Mes arguments, évidemment, ce membre de ma famille n'y a pas été sensible. Cassant, froid, intransigeant et inflexible, il ne m'a même pas écouté. Imperméable au fait que je n'ai pas mangé de la journée, il m'a enjoint de quitter son foyer dans les plus brefs délais. Le lit médicalisé que le pharmacien de Valognes nous avait loué jusqu'alors nous avait été repris. A notre adresse, ne subsistait plus qu'un matelas et qu'une couette, ça l'a laissé de marbre. Qu'il n'y ait pas de chauffage ne l'a pas préoccupé. Son unique désir a été de me voir disparaître de chez lui. Aussi, m'en a-t-il expulsé comme un malpropre. Le vocable n'est pas trop fort.

Soudain, les blessures que m'avaient infligées les parents de Vanessa dix ans plus tôt se sont ranimées. Parce que ravivées par un membre de ma propre famille, les humiliations qui en ont découlé se sont même trouvées amplifiées. Traditionnellement, je ne suis pas quelqu'un de rancunier. Cette fois-ci, toutefois, ces blessures laisseront des traces jusqu'à mon ultime souffle de vie. Et même si, à l'avenir, mes rapports avec ce membre de ma famille s'apaisent, rien ne sera plus jamais comme avant.
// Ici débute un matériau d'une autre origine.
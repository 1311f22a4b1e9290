//! Shared fixtures for locator integration tests

use std::path::PathBuf;
use std::sync::Arc;

use image_locator::{
    capture::MockProvider,
    locator::LocatorEngine,
    matcher::MockMatcher,
    model::{Dimension, Point, ScreenLocation},
    util::ScreenshotStore,
};

/// Initializes test logging once; respects RUST_LOG
pub fn init_tracing() {
    use tracing_subscriber::EnvFilter;
    let _ = tracing_subscriber::fmt()
        .with_env_filter(EnvFilter::from_default_env())
        .with_test_writer()
        .try_init();
}

/// One mock-backed engine with its artifact directory and query image
pub struct TestContext {
    /// Keeps the temp dir alive for the duration of the test
    pub _dir:     tempfile::TempDir,
    pub provider: Arc<MockProvider>,
    pub matcher:  Arc<MockMatcher>,
    pub engine:   LocatorEngine,
    pub query:    PathBuf,
}

impl TestContext {
    pub fn new(provider: MockProvider, matcher: MockMatcher) -> Self {
        init_tracing();

        let dir = tempfile::tempdir().expect("temp dir");
        let store = ScreenshotStore::new(dir.path().join("screenshots"));
        let provider = Arc::new(provider);
        let matcher = Arc::new(matcher);
        let engine = LocatorEngine::new(provider.clone(), matcher.clone(), store);

        let query = dir.path().join("login_button.png");
        image::DynamicImage::new_rgb8(32, 32)
            .save(&query)
            .expect("query fixture");

        Self {
            _dir: dir,
            provider,
            matcher,
            engine,
            query,
        }
    }
}

/// The logical screen used throughout the tests
pub fn screen() -> Dimension {
    Dimension::new(414, 736)
}

/// A match already in logical coordinates, center (60, 45)
pub fn logical_location() -> ScreenLocation {
    ScreenLocation::from_corners(
        Point::new(10.0, 20.0),
        Point::new(110.0, 20.0),
        Point::new(10.0, 70.0),
        Point::new(110.0, 70.0),
    )
}

/// The same match as the matcher would report it from a 3x retina scene
pub fn scene_location_3x() -> ScreenLocation {
    ScreenLocation::from_corners(
        Point::new(30.0, 60.0),
        Point::new(330.0, 60.0),
        Point::new(30.0, 210.0),
        Point::new(330.0, 210.0),
    )
}

/// A match whose center falls off the 414x736 screen
pub fn off_screen_location() -> ScreenLocation {
    ScreenLocation::from_corners(
        Point::new(450.0, 50.0),
        Point::new(550.0, 50.0),
        Point::new(450.0, 150.0),
        Point::new(550.0, 150.0),
    )
}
Des pensées suicidaires m'ont effleurées l'esprit, cette nuit-là. Mais, que les choses soient claires Je ne souhaite pas mourir ; je ne l'ai jamais souhaité. Non ! C'est endurer cette existence-là, que je ne souhaite plus ; et Vanessa avec moi. Par-dessus le marché, je tiens trop à Vanessa pour renoncer à elle. Ses parents l'ont fait, ma famille l'a fait. Moi, je ne le ferai pas. Je préfère encore m'user à la tâche pour lui assurer le bonheur et la sérénité qu'elle mérite, plutôt que de la délaisser.

Par ailleurs, j'ai quantité d'articles sur l'actualité ou sur le devenir de notre Civilisation ou de l'Humanité à rédiger. J'ai mes Mémoires à terminer. J'ai un roman en gestation à composer. J'ai énormément de perspectives philosophiques à approfondir et à partager. Or, jusqu'alors, ces objectif littéraires ambitieux ont continuellement été étouffés par des considérations sur lesquelles je n'avais pas de prise. Je veux malgré tout les mener à terme.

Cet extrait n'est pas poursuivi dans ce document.